--- WORK TO BE COMPLETED ---
Scan the listing for "Debug" and copy out each line that has it.

--- EXERCISE MATERIAL ---

# # #

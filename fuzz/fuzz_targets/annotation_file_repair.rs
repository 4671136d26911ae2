//! Fuzz target for whole annotation files: parse, repair, and re-format.
//!
//! Every repaired record must be valid and must survive a format/parse pass.

#![no_main]

use std::path::Path;

use libfuzzer_sys::fuzz_target;
use yolo_curate::annotation::{format_record, parse_record_line, parse_records, repair_records};

fuzz_target!(|data: &[u8]| {
    if data.len() > 1024 * 1024 {
        return;
    }

    let Ok(content) = std::str::from_utf8(data) else {
        return;
    };

    let path = Path::new("<fuzz>");
    for record in repair_records(&parse_records(content, path)) {
        assert!(record.is_valid(), "repaired record out of range: {record:?}");
        let line = format_record(&record);
        let reparsed = parse_record_line(&line, path, 1);
        assert!(matches!(reparsed, Ok(Some(_))), "cannot reparse {line:?}");
    }
});
//! On-disk dataset layout.
//!
//! Every image directory is paired with a label directory, and an image is
//! joined to its annotation file by stem:
//!
//! ```text
//! <root>/
//!   train/images/<stem>.{jpg,png}   train/labels/<stem>.txt
//!   val/images/...                  val/labels/...
//!   test/images/...                 test/labels/...
//! ```

use std::collections::BTreeSet;
use std::fmt;
use std::fs;
use std::path::{Path, PathBuf};

use clap::ValueEnum;
use serde::Serialize;
use walkdir::WalkDir;

use crate::error::CurateError;

/// Raster formats accepted as dataset images.
pub const IMAGE_EXTENSIONS: [&str; 2] = ["jpg", "png"];
pub const LABEL_EXTENSION: &str = "txt";

/// Stem suffix marking a synthetic augmented image.
pub const AUG_SUFFIX: &str = "_aug";

/// One of the three dataset partitions.
#[derive(Clone, Copy, Debug, PartialEq, Eq, PartialOrd, Ord, Hash, Serialize, ValueEnum)]
#[serde(rename_all = "lowercase")]
pub enum Partition {
    Train,
    Val,
    Test,
}

impl Partition {
    pub const ALL: [Partition; 3] = [Partition::Train, Partition::Val, Partition::Test];

    pub fn as_str(&self) -> &'static str {
        match self {
            Partition::Train => "train",
            Partition::Val => "val",
            Partition::Test => "test",
        }
    }
}

impl fmt::Display for Partition {
    fn fmt(&self, f: &mut fmt::Formatter<'_>) -> fmt::Result {
        f.write_str(self.as_str())
    }
}

/// An `images/` + `labels/` directory pair.
#[derive(Clone, Debug, PartialEq, Eq)]
pub struct PartitionDirs {
    pub images: PathBuf,
    pub labels: PathBuf,
}

impl PartitionDirs {
    pub fn new(images: impl Into<PathBuf>, labels: impl Into<PathBuf>) -> Self {
        Self {
            images: images.into(),
            labels: labels.into(),
        }
    }

    /// `<root>/<partition>/{images,labels}`.
    pub fn for_partition(root: &Path, partition: Partition) -> Self {
        let base = root.join(partition.as_str());
        Self::new(base.join("images"), base.join("labels"))
    }

    /// Create both directories if absent. Safe to call concurrently.
    pub fn ensure(&self) -> Result<(), CurateError> {
        fs::create_dir_all(&self.images)?;
        fs::create_dir_all(&self.labels)?;
        Ok(())
    }

    /// True if both directories exist.
    pub fn exists(&self) -> bool {
        self.images.is_dir() && self.labels.is_dir()
    }

    /// Annotation path for an image stem.
    pub fn label_path(&self, stem: &str) -> PathBuf {
        label_path_for(&self.labels, stem)
    }
}

/// `<labels_dir>/<stem>.txt`.
pub fn label_path_for(labels_dir: &Path, stem: &str) -> PathBuf {
    labels_dir.join(format!("{stem}.{LABEL_EXTENSION}"))
}

/// The file stem as an owned string, if it is valid UTF-8.
pub fn file_stem(path: &Path) -> Option<String> {
    path.file_stem()
        .and_then(|stem| stem.to_str())
        .map(str::to_string)
}

/// True if `stem` names a synthetic augmented image.
pub fn is_augmented_stem(stem: &str) -> bool {
    stem.ends_with(AUG_SUFFIX)
}

/// Stem of the augmented derivative of `stem`.
pub fn augmented_stem(stem: &str) -> String {
    format!("{stem}{AUG_SUFFIX}")
}

/// List the image files directly inside `dir`, sorted by file name.
pub fn collect_images(dir: &Path) -> Result<Vec<PathBuf>, CurateError> {
    collect_files_with_extensions(dir, &IMAGE_EXTENSIONS)
}

/// List the annotation files directly inside `dir`, sorted by file name.
pub fn collect_label_files(dir: &Path) -> Result<Vec<PathBuf>, CurateError> {
    collect_files_with_extensions(dir, &[LABEL_EXTENSION])
}

/// Stems of every image directly inside `dir`. A missing directory is empty.
pub fn collect_image_stems(dir: &Path) -> Result<BTreeSet<String>, CurateError> {
    if !dir.is_dir() {
        return Ok(BTreeSet::new());
    }
    Ok(collect_images(dir)?
        .iter()
        .filter_map(|path| file_stem(path))
        .collect())
}

fn collect_files_with_extensions(
    root: &Path,
    extensions: &[&str],
) -> Result<Vec<PathBuf>, CurateError> {
    if !root.is_dir() {
        return Err(CurateError::LayoutInvalid {
            path: root.to_path_buf(),
            message: "expected a directory".to_string(),
        });
    }

    let mut files = Vec::new();
    for entry in WalkDir::new(root)
        .min_depth(1)
        .max_depth(1)
        .follow_links(true)
    {
        let entry = entry.map_err(|source| CurateError::LayoutInvalid {
            path: root.to_path_buf(),
            message: format!("failed while traversing directory: {source}"),
        })?;

        if entry.file_type().is_file() && has_extension(entry.path(), extensions) {
            files.push(entry.path().to_path_buf());
        }
    }

    files.sort();
    Ok(files)
}

fn has_extension(path: &Path, allowed: &[&str]) -> bool {
    let Some(ext) = path.extension().and_then(|ext| ext.to_str()) else {
        return false;
    };

    allowed
        .iter()
        .any(|allowed_ext| ext.eq_ignore_ascii_case(allowed_ext))
}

# # #

--- YOUR SOLUTION ---
#[derive(Clone, Copy, Debug, PartialEq, Eq, PartialOrd, Ord, Hash, Serialize, ValueEnum)]
#[derive(Clone, Debug, PartialEq, Eq)]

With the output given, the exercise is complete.